▶ _Your assignment_
Your job is to retype the whole listing exactly.

▶ _Data extracts_
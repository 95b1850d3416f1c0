//! Attention slots: continuous open periods within a day.

use std::fmt;

use serde::{Deserialize, Serialize};

use super::time::TimeOfDay;

/// Error returned when a slot's bounds do not form a valid interval.
#[derive(Debug, Clone, PartialEq, Eq, thiserror::Error)]
#[error("invalid slot: {reason}")]
pub struct SlotError {
    reason: &'static str,
}

/// Which bound of a slot an edit targets.
#[derive(Debug, Clone, Copy, PartialEq, Eq)]
pub enum SlotField {
    Start,
    End,
}

/// One continuous open period, e.g. 08:00 - 13:00.
///
/// The start is strictly before the end; zero-length and inverted slots
/// cannot be constructed. Both bounds are inclusive: an instant exactly
/// at `end` is still inside the slot, and two slots that merely touch at
/// a boundary count as overlapping.
///
/// # Examples
///
/// ```
/// use horario_core::domain::TimeSlot;
///
/// let morning = TimeSlot::new("08:00".parse().unwrap(), "13:00".parse().unwrap()).unwrap();
/// let afternoon = TimeSlot::new("13:00".parse().unwrap(), "18:00".parse().unwrap()).unwrap();
///
/// // Sharing the 13:00 boundary counts as overlap.
/// assert!(morning.overlaps(&afternoon));
///
/// // Inverted bounds are rejected.
/// assert!(TimeSlot::new("09:00".parse().unwrap(), "08:00".parse().unwrap()).is_err());
/// ```
#[derive(Clone, Copy, PartialEq, Eq, Hash, Serialize, Deserialize)]
#[serde(try_from = "RawTimeSlot")]
pub struct TimeSlot {
    start: TimeOfDay,
    end: TimeOfDay,
}

/// Unvalidated mirror used to re-check the invariant on deserialize.
#[derive(Deserialize)]
struct RawTimeSlot {
    start: TimeOfDay,
    end: TimeOfDay,
}

impl TryFrom<RawTimeSlot> for TimeSlot {
    type Error = SlotError;

    fn try_from(raw: RawTimeSlot) -> Result<Self, SlotError> {
        Self::new(raw.start, raw.end)
    }
}

impl TimeSlot {
    /// Create a slot, rejecting `start >= end`.
    pub fn new(start: TimeOfDay, end: TimeOfDay) -> Result<Self, SlotError> {
        if start >= end {
            return Err(SlotError {
                reason: "start must be strictly before end",
            });
        }
        Ok(Self { start, end })
    }

    /// Returns the opening bound.
    pub fn start(self) -> TimeOfDay {
        self.start
    }

    /// Returns the closing bound.
    pub fn end(self) -> TimeOfDay {
        self.end
    }

    /// Do two slots share any instant?
    ///
    /// Boundaries are inclusive on both ends, so back-to-back slots
    /// (08:00 - 13:00 and 13:00 - 18:00) overlap.
    pub fn overlaps(&self, other: &TimeSlot) -> bool {
        (self.start >= other.start && self.start <= other.end)
            || (self.end >= other.start && self.end <= other.end)
            || (self.start <= other.start && self.end >= other.end)
    }

    /// Is `time` within the slot? Inclusive at both bounds.
    pub fn contains(&self, time: TimeOfDay) -> bool {
        time >= self.start && time <= self.end
    }
}

impl fmt::Debug for TimeSlot {
    fn fmt(&self, f: &mut fmt::Formatter<'_>) -> fmt::Result {
        write!(f, "TimeSlot({} - {})", self.start, self.end)
    }
}

impl fmt::Display for TimeSlot {
    fn fmt(&self, f: &mut fmt::Formatter<'_>) -> fmt::Result {
        write!(f, "{} - {}", self.start, self.end)
    }
}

▶ _Expected answer_
repository 95b1850d3416f1c0
//! Attention slots: continuous open periods within a day.

use std::fmt;

use serde::{Deserialize, Serialize};

use super::time::TimeOfDay;

/// Error returned when a slot's bounds do not form a valid interval.
#[derive(Debug, Clone, PartialEq, Eq, thiserror::Error)]
#[error("invalid slot: {reason}")]
pub struct SlotError {
    reason: &'static str,
}

/// Which bound of a slot an edit targets.
#[derive(Debug, Clone, Copy, PartialEq, Eq)]
pub enum SlotField {
    Start,
    End,
}

/// One continuous open period, e.g. 08:00 - 13:00.
///
/// The start is strictly before the end; zero-length and inverted slots
/// cannot be constructed. Both bounds are inclusive: an instant exactly
/// at `end` is still inside the slot, and two slots that merely touch at
/// a boundary count as overlapping.
///
/// # Examples
///
/// ```
/// use horario_core::domain::TimeSlot;
///
/// let morning = TimeSlot::new("08:00".parse().unwrap(), "13:00".parse().unwrap()).unwrap();
/// let afternoon = TimeSlot::new("13:00".parse().unwrap(), "18:00".parse().unwrap()).unwrap();
///
/// // Sharing the 13:00 boundary counts as overlap.
/// assert!(morning.overlaps(&afternoon));
///
/// // Inverted bounds are rejected.
/// assert!(TimeSlot::new("09:00".parse().unwrap(), "08:00".parse().unwrap()).is_err());
/// ```
#[derive(Clone, Copy, PartialEq, Eq, Hash, Serialize, Deserialize)]
#[serde(try_from = "RawTimeSlot")]
pub struct TimeSlot {
    start: TimeOfDay,
    end: TimeOfDay,
}

/// Unvalidated mirror used to re-check the invariant on deserialize.
#[derive(Deserialize)]
struct RawTimeSlot {
    start: TimeOfDay,
    end: TimeOfDay,
}

impl TryFrom<RawTimeSlot> for TimeSlot {
    type Error = SlotError;

    fn try_from(raw: RawTimeSlot) -> Result<Self, SlotError> {
        Self::new(raw.start, raw.end)
    }
}

impl TimeSlot {
    /// Create a slot, rejecting `start >= end`.
    pub fn new(start: TimeOfDay, end: TimeOfDay) -> Result<Self, SlotError> {
        if start >= end {
            return Err(SlotError {
                reason: "start must be strictly before end",
            });
        }
        Ok(Self { start, end })
    }

    /// Returns the opening bound.
    pub fn start(self) -> TimeOfDay {
        self.start
    }

    /// Returns the closing bound.
    pub fn end(self) -> TimeOfDay {
        self.end
    }

    /// Do two slots share any instant?
    ///
    /// Boundaries are inclusive on both ends, so back-to-back slots
    /// (08:00 - 13:00 and 13:00 - 18:00) overlap.
    pub fn overlaps(&self, other: &TimeSlot) -> bool {
        (self.start >= other.start && self.start <= other.end)
            || (self.end >= other.start && self.end <= other.end)
            || (self.start <= other.start && self.end >= other.end)
    }

    /// Is `time` within the slot? Inclusive at both bounds.
    pub fn contains(&self, time: TimeOfDay) -> bool {
        time >= self.start && time <= self.end
    }
}

impl fmt::Debug for TimeSlot {
    fn fmt(&self, f: &mut fmt::Formatter<'_>) -> fmt::Result {
        write!(f, "TimeSlot({} - {})", self.start, self.end)
    }
}

impl fmt::Display for TimeSlot {
    fn fmt(&self, f: &mut fmt::Formatter<'_>) -> fmt::Result {
        write!(f, "{} - {}", self.start, self.end)
    }
}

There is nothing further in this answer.